Скачать книгу
Если нет возможности читать онлайн, скачайте книгу «Учиться, влюбиться… убиться?» файлом для электронной книжки и читайте офлайн.
Галина Гончарова
Магический универ. Книга первая. «Учиться, влюбиться… убиться?»
© Гончарова Г., 2014
© Оформление. ООО «Издательство «Эксмо»», 2014
Часть первая
«Не бросайте меня в терновый куст»
Глава 1
Прыжок в неизвестность
Вообще-то я нормальная. Ну, или была до дня Ивана Купалы. Даю самое честное пионерское слово – я была абсолютно вменяемой занудой, одной из самых занудных в группе. Носила старые джинсы – просто потому, что так удобнее, читала детективы на переменах, вместо того чтобы разговаривать с подругами, и никогда не красилась – просто из лени. Я Юля, но всю жизнь все называют меня Леля, хотя я просто ненавижу это имя. Леля – что-то такое высокое, худое, задумчивое и с интересной бледностью лица, происходящей от несварения желудка. И очень стервозное внутри. А я веселая, взбалмошная, с вечным румянцем во всю щеку и волосами, которые принципиально торчат в разные стороны. Им, видите ли, так удобнее. А то, что я ни одну прическу не могу сделать, на голове всю жизнь как воронье гнездо, – это мелочи. Еще я студентка биологического факультета и читаю запоем книги. В общем, все как у всех, ничего особенного, велосипед не изобретаем и не крадем. И вот случилось историческое событие. Хотя тогда я называла его обычным заскоком по фазе.

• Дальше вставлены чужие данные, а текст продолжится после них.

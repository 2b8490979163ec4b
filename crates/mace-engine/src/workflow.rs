//! The workflow state machine (spec §4.1): translates a completed
//! calculation into the next eligible pending calculations, obeying the
//! plan sequence and the dependency fan-out rules.

use chrono::Utc;
use mace_connectors::InputGenerator;
use mace_core::error::{MaceError, MaceResult};
use mace_core::model::{CalcKind, CalcType, Calculation, CalculationStatus, ErrorKind};
use mace_core::store::Store;
use std::path::{Path, PathBuf};
use uuid::Uuid;

/// The dependency fan-out table (spec §4.1), expressed as a pure function
/// of the completed calculation type rather than a lookup table: `OPTn`
/// always fans out to `SPn`/`FREQn`, `SPn` always fans out to
/// `BANDn`/`DOSSn`/`OPT(n+1)`, for every `n` — the rule does not change
/// with `n` even though it reads as two separate cases at `n=1` and `n>=2`.
pub fn fan_out(completed: CalcType) -> Vec<CalcType> {
    match completed.kind {
        CalcKind::Opt => vec![
            CalcType::new(CalcKind::Sp, completed.index),
            CalcType::new(CalcKind::Freq, completed.index),
        ],
        CalcKind::Sp => vec![
            CalcType::new(CalcKind::Band, completed.index),
            CalcType::new(CalcKind::Doss, completed.index),
            CalcType::new(CalcKind::Opt, completed.index + 1),
        ],
        // FREQ, BAND, DOSS, TRANSPORT, CHARGE+POTENTIAL are leaves.
        _ => Vec::new(),
    }
}

/// Drives calculation creation and input-file materialization. Holds no
/// state of its own beyond the store handle and generator it was handed
/// — every decision is derived from the store (spec §9's
/// dependency-injection re-architecture note).
pub struct WorkflowEngine<'a> {
    pub store: &'a Store,
    pub generator: &'a dyn InputGenerator,
    pub base_dir: PathBuf,
}

impl<'a> WorkflowEngine<'a> {
    pub fn new(store: &'a Store, generator: &'a dyn InputGenerator, base_dir: impl Into<PathBuf>) -> Self {
        Self {
            store,
            generator,
            base_dir: base_dir.into(),
        }
    }

    /// Handle a `(material, workflow, completed_calc_type)` completion
    /// event: create every eligible, not-yet-present successor and
    /// materialize its input files.
    pub async fn on_completion(&self, completed: &Calculation) -> MaceResult<Vec<Calculation>> {
        if completed.status != CalculationStatus::Completed {
            return Err(MaceError::Dependency(
                "workflow engine invoked with a non-completed row".into(),
            ));
        }
        let workflow = self
            .store
            .get_workflow(completed.workflow_id)
            .await?
            .ok_or_else(|| MaceError::Dependency("workflow instance not found".into()))?;
        let plan = self
            .store
            .get_plan(workflow.plan_id)
            .await?
            .ok_or_else(|| MaceError::Dependency("workflow plan not found".into()))?;

        let mut created = Vec::new();
        for candidate in fan_out(completed.calc_type) {
            if !plan.contains(candidate) {
                continue;
            }
            // Idempotent emission: a successor already present in any
            // attempt is never re-created (spec §5 idempotency rule (c)).
            let existing = self
                .store
                .find_calculations_any_attempt(&completed.material_id, completed.workflow_id, candidate)
                .await?;
            if !existing.is_empty() {
                continue;
            }
            let step = plan
                .step_for(candidate)
                .expect("plan.contains(candidate) implies step_for(candidate) is Some");

            let calc = Calculation {
                id: Uuid::new_v4(),
                material_id: completed.material_id.clone(),
                workflow_id: completed.workflow_id,
                step_index: step.step_index,
                calc_type: candidate,
                status: CalculationStatus::Pending,
                job_id: None,
                attempt: 1,
                config: step.config_handle.clone(),
                parents: vec![completed.id],
                created_at: Utc::now(),
                submitted_at: None,
                running_at: None,
                completed_at: None,
                failed_at: None,
                error_kind: None,
            };
            self.store.insert_calculation(&calc).await?;
            self.store
                .bump_max_step(completed.workflow_id, &completed.material_id, step.step_index)
                .await?;
            // BAND/DOSS after SP (and FREQ/SP after OPT) inherit method,
            // functional, basis, and formula from their parent rather than
            // re-deriving them (spec §4.6).
            self.store.propagate_inherited(completed.id, calc.id).await?;

            let timeout_secs = workflow_generator_timeout(&plan);
            if let Err(_err) = self.materialize_inputs(&calc, timeout_secs).await {
                self.store
                    .mark_failed(calc.id, ErrorKind::InputGenerationFailed)
                    .await?;
            }
            created.push(calc);
        }
        Ok(created)
    }

    async fn materialize_inputs(&self, calc: &Calculation, timeout_secs: u64) -> MaceResult<()> {
        let out_dir = self.step_dir(calc);
        tokio::fs::create_dir_all(&out_dir).await?;
        let config_path = out_dir.join("generator_config.json");
        let bytes = serde_json::to_vec_pretty(&calc.config)?;
        tokio::fs::write(&config_path, bytes).await?;
        self.generator.generate(&config_path, &out_dir, timeout_secs).await?;
        Ok(())
    }

    fn step_dir(&self, calc: &Calculation) -> PathBuf {
        mace_core::layout::step_dir(
            &self.base_dir,
            &calc.workflow_id.to_string(),
            calc.step_index,
            &calc.calc_type.label(),
            &calc.material_id,
        )
    }
}

fn workflow_generator_timeout(plan: &mace_core::model::WorkflowPlan) -> u64 {
    plan.execution_settings.generator_timeout_secs
}

/// The pending-trigger scan (spec §4.5): for every active workflow and
/// every material it governs, find the highest-index completed
/// calculation and re-run the engine against it. `on_completion`'s own
/// idempotency check means this only ever materializes calculations that
/// are genuinely missing — it never raises an attempt counter and never
/// duplicates an existing successor.
pub async fn scan_pending_triggers(
    store: &Store,
    generator: &dyn InputGenerator,
    base_dir: &Path,
) -> MaceResult<Vec<Calculation>> {
    let engine = WorkflowEngine::new(store, generator, base_dir.to_path_buf());
    let mut all_created = Vec::new();
    for workflow in store.list_active_workflows().await? {
        for material_id in &workflow.materials {
            if let Some(highest) = store.highest_completed(material_id, workflow.id).await? {
                let created = engine.on_completion(&highest).await?;
                all_created.extend(created);
            }
        }
    }
    Ok(all_created)
}

#[cfg(test)]
mod tests {
    use super::*;
    use mace_core::model::CalcKind;

    #[test]
    fn opt_fans_out_to_sp_and_freq() {
        let next = fan_out(CalcType::first(CalcKind::Opt));
        assert_eq!(next, vec![CalcType::first(CalcKind::Sp), CalcType::first(CalcKind::Freq)]);
    }

    #[test]
    fn sp_fans_out_to_band_doss_and_next_opt() {
        let next = fan_out(CalcType::new(CalcKind::Sp, 2));
        assert_eq!(
            next,
            vec![
                CalcType::new(CalcKind::Band, 2),
                CalcType::new(CalcKind::Doss, 2),
                CalcType::new(CalcKind::Opt, 3),
            ]
        );
    }

    #[test]
    fn leaves_fan_out_to_nothing() {
        for kind in [CalcKind::Freq, CalcKind::Band, CalcKind::Doss, CalcKind::Transport, CalcKind::ChargePotential] {
            assert!(fan_out(CalcType::first(kind)).is_empty());
        }
    }

    struct NoopGenerator;

    #[async_trait::async_trait]
    impl InputGenerator for NoopGenerator {
        async fn generate(&self, _config_path: &Path, _output_dir: &Path, _timeout_secs: u64) -> MaceResult<Vec<PathBuf>> {
            Ok(vec![])
        }
    }

    fn sp_plan() -> mace_core::model::WorkflowPlan {
        use mace_core::model::{ExecutionSettings, InputType, PlanStep, ResourceProfile};
        let profile = ResourceProfile { cores: 4, memory_gb: 8, walltime_min: 60, account: None };
        mace_core::model::WorkflowPlan {
            id: 1,
            input_type: InputType::D12,
            sequence: vec![
                PlanStep {
                    step_index: 1,
                    calc_type: CalcType::first(CalcKind::Sp),
                    resource_profile: profile.clone(),
                    config_handle: serde_json::json!({}),
                },
                PlanStep {
                    step_index: 2,
                    calc_type: CalcType::first(CalcKind::Band),
                    resource_profile: profile.clone(),
                    config_handle: serde_json::json!({"k_path_segments": [["X","G"],["G","L"]]}),
                },
                PlanStep {
                    step_index: 3,
                    calc_type: CalcType::first(CalcKind::Doss),
                    resource_profile: profile,
                    config_handle: serde_json::json!({}),
                },
            ],
            execution_settings: ExecutionSettings {
                max_concurrent_jobs: 10,
                enable_material_tracking: true,
                generator_timeout_secs: 300,
            },
            created_at: Utc::now(),
        }
    }

    #[tokio::test]
    async fn successors_inherit_method_functional_and_formula_from_parent() {
        use mace_core::model::{InputSettings, Property, PropertyValue, WorkflowInstance, WorkflowStatus};

        let store = Store::in_memory().await.unwrap();
        let plan = sp_plan();
        store.insert_plan(&plan).await.unwrap();
        let workflow = WorkflowInstance {
            id: Uuid::new_v4(),
            plan_id: plan.id,
            materials: vec!["diamond".into()],
            status: WorkflowStatus::Active,
            max_step_reached: Default::default(),
            created_at: Utc::now(),
            updated_at: Utc::now(),
        };
        store.insert_workflow(&workflow).await.unwrap();

        let sp = Calculation {
            id: Uuid::new_v4(),
            material_id: "diamond".into(),
            workflow_id: workflow.id,
            step_index: 1,
            calc_type: CalcType::first(CalcKind::Sp),
            status: CalculationStatus::Completed,
            job_id: None,
            attempt: 1,
            config: serde_json::json!({}),
            parents: vec![],
            created_at: Utc::now(),
            submitted_at: None,
            running_at: None,
            completed_at: Some(Utc::now()),
            failed_at: None,
            error_kind: None,
        };
        store.insert_calculation(&sp).await.unwrap();
        store
            .upsert_input_settings(&InputSettings {
                calc_id: sp.id,
                method: Some("HF".into()),
                functional: Some("B3LYP".into()),
                ..Default::default()
            })
            .await
            .unwrap();
        store
            .upsert_property(&Property {
                id: Uuid::new_v4(),
                calc_id: sp.id,
                name: "formula".into(),
                value: PropertyValue::Text("C2".into()),
                unit: None,
                category: "identity".into(),
                inherited: false,
            })
            .await
            .unwrap();

        let generator = NoopGenerator;
        let base = tempfile::tempdir().unwrap();
        let engine = WorkflowEngine::new(&store, &generator, base.path().to_path_buf());
        let created = engine.on_completion(&sp).await.unwrap();
        assert_eq!(created.len(), 2, "BAND and DOSS both emitted after SP");

        let band = created
            .iter()
            .find(|c| c.calc_type.kind == CalcKind::Band)
            .expect("band emitted");
        let settings = store.get_input_settings(band.id).await.unwrap().expect("settings inherited");
        assert_eq!(settings.method.as_deref(), Some("HF"));
        assert_eq!(settings.functional.as_deref(), Some("B3LYP"));

        let props = store.list_properties_for_calc(band.id).await.unwrap();
        let formula = props.iter().find(|p| p.name == "formula").expect("formula inherited");
        assert!(formula.inherited);
        assert_eq!(formula.value, PropertyValue::Text("C2".into()));
    }
}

В одной из книг я наткнулась на описание ночи на Ивана Купалу – с шестого на седьмое июля по новому стилю. В эту ночь прыгают через костер, обливают друг друга водой и собирают магические травы. И самое главное – цветет папоротник. Кто сорвет цветок, тому будут ведомы все тайны на земле. Вообще-то у папоротника еще много функций, но эта меня заинтересовала больше всего. И я решила – надо ехать. Уж я-то наверняка найду этот цветок. Вот стукнуло мне что-то в голову. Или по голове… Но если я упрусь в одну идею – уж поверьте мне, второй в моем мозгу не уложиться. Места, наверное, мало.
Как студентка биофака, я, конечно, знала, что папоротник не цветет. Но разве нельзя поверить в чудо? Нужно!
И я отправилась в лес за цветком папоротника. Собралась в темпе вальса, чтобы не передумать, и поехала, как и решила, за сотню километров от города. Предупредила маму, что вернусь на следующее утро, мама махнула рукой и сказала катиться колбаской и быть поосторожнее. Особо она за меня не боялась. Мы в этом лесу ежегодно отдыхали на турбазе, так что я там каждый пенек на ощупь знала. Отца решили не информировать, брат просился со мной, но я его отшила, сказав, что без сопливых скользко. Я даже не боялась ехать в лес одна. Компас был, карта леса и фонарик тоже, оделась я тепло – так что за меня беспокоиться? Волки в нашем лесу уж триста лет как не водятся, а кабаны и лоси сами к человеку не подойдут. Да и человека к себе не подпустят. Оставались еще люди, которые похуже всяких зверей, но с ними я постараюсь не встречаться. В лесу шаги далеко слышно, успею спрятаться.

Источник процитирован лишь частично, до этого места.